Überhaupt hatte sich sehr viel hier beim FC Bayern verändert, seitdem Holger, damals zusammen mit Thomas, hier in der C-Jugend angefangen hatte zu spielen. Zu dieser Zeit waren die Profispieler noch kaum abgeschottet gewesen und oft hatten sie deren Training noch verfolgt, auch wenn sie schon längst fertig gewesen waren für diesen Tag. Holger wusste, dass viele der jungen Nachwuchsspieler von heute es ihnen gerne gleichtun wollen würden, doch ein öffentliches Training hatte es schon seit über zwei Jahren nicht mehr gegeben.
Schließlich oben im ersten Stock angekommen, wo ein ganzer Bereich nur den Spielern und Trainern vorbehalten war, winkte er kurz Philipp und Diego zu, die an dem großen Gemeinschaftstisch saßen und sich unterhielten, bevor er sich in ihrer kleinen Küche einen Kaffee holte und sich anschließend auf die Dachterrasse verzog.

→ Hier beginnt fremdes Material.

//! Error types for the index parsing core.
//!
//! Only [`ArchiveOpenError`] is fatal to a parse: if the index archive
//! itself cannot be opened there is nothing to stream. Everything below
//! that level degrades gracefully: an unreadable entry is skipped and a
//! broken scan takes down nothing but its own worker.

use std::io;
use std::path::PathBuf;

use thiserror::Error;

use crate::inpx::FIELD_COUNT;

/// The index archive could not be opened at all.
///
/// No records are produced when this is returned; the session never starts.
#[derive(Debug, Error)]
pub enum ArchiveOpenError {
    /// The index file or library directory could not be read.
    #[error("can't open inpx index file")]
    Io(#[from] io::Error),

    /// The configured library path exists but is not a directory.
    #[error("inpx library path is not a directory: {0}")]
    NotADirectory(PathBuf),

    /// The file is not a structurally valid zip container.
    #[error("not a valid inpx archive: {0}")]
    Invalid(&'static str),

    /// The container uses a zip feature this reader does not handle.
    #[error("unsupported inpx archive: {0}")]
    Unsupported(String),
}

/// A failure scoped to a single archive entry.
///
/// `Open` and `Compression` mean the entry never yielded a line and was
/// skipped. `Read` means scanning broke mid-entry; the lines already
/// delivered stand, the rest of the entry is lost, and the failure lands in
/// the session's error register.
#[derive(Debug, Error)]
pub enum EntryError {
    /// The entry's data could not be located or read.
    #[error("can't open index entry {name}: {source}")]
    Open {
        name: String,
        #[source]
        source: io::Error,
    },

    /// The entry is compressed with a method this reader does not handle.
    #[error("index entry {name} uses unsupported compression method {method}")]
    Compression { name: String, method: u16 },

    /// Line scanning failed partway through the entry.
    #[error("can't scan index entry {name}: {source}")]
    Read {
        name: String,
        #[source]
        source: io::Error,
    },
}

/// A line did not split into the fixed record arity.
///
/// Carries the count that was found; the expected count is always
/// [`FIELD_COUNT`].
#[derive(Debug, Clone, Copy, PartialEq, Eq, Error)]
#[error("wrong number of fields: expected 14, found {found}")]
pub struct DecodeError {
    pub found: usize,
}

impl DecodeError {
    pub fn expected(&self) -> usize {
        FIELD_COUNT
    }
}
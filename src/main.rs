//! Binary entry point: print every record in the configured index.
//!
//! Reads the config from the user's home directory (creating a default one
//! on first run), parses the index it points at, and prints each record's
//! author and title followed by a processed count. Config and archive-open
//! failures abort; everything below that is best effort.

use std::fmt::Write;

use anyhow::Result;

use inpxcat::{Config, IndexParser};

#[tokio::main]
async fn main() -> Result<()> {
    env_logger::init();

    let config = Config::load(None)?;
    let parser = IndexParser::new(&config.library_path, &config.index_filename)?;
    let mut session = parser.parse().await?;

    let mut out = String::new();
    let mut count = 0usize;
    while let Some(record) = session.next_record().await {
        writeln!(out, "{} {}", record.author, record.title)?;
        count += 1;
    }
    if let Some(err) = session.take_error() {
        eprintln!("index was read only partially: {err}");
    }

    print!("{out}");
    println!("done, processed: {count}");
    Ok(())
}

Er wusste, dass er noch genügend Zeit hatte, bevor er sich umziehen musste. Die noch frische morgendliche Märzluft garantierte ihm, dass er hier oben seine Ruhe hatte - er hatte im Moment einfach nicht die Nerven dazu sich mit irgendjemandem über die gestrige Auslosung zu unterhalten.
Die warme Kaffeetasse zwischen den Händen haltend stützte er sich an der Brüstung ab und ließ seinen Blick über das verwaiste Trainingsgelände schweifen, bis sein Blick am Jugendhaus hängen blieb. Ein bitter-süßes Lächeln schlich sich auf sein Gesicht, als er an all die Erinnerungen dachte, die er mit diesem Gebäude in Verbindung brachte.
Gut zwei Jahre hatte er dort gewohnt, nachdem ein Fahrtweg von über einer Stunde jeden Tag auf Dauer für seine Eltern einfach zu viel geworden war. Holger wusste noch ganz genau, wie schwer es am Anfang für ihn gewesen war, mit 16 plötzlich von Zuhause weg zu sein. Ohne Thomas hätte er es wohl kaum überstanden. Dieser hatte es eigentlich nie weit nach Hause gehabt und doch hatte er zahlreiche Stunden mit ihm verbracht, um ihm Gesellschaft zu leisten.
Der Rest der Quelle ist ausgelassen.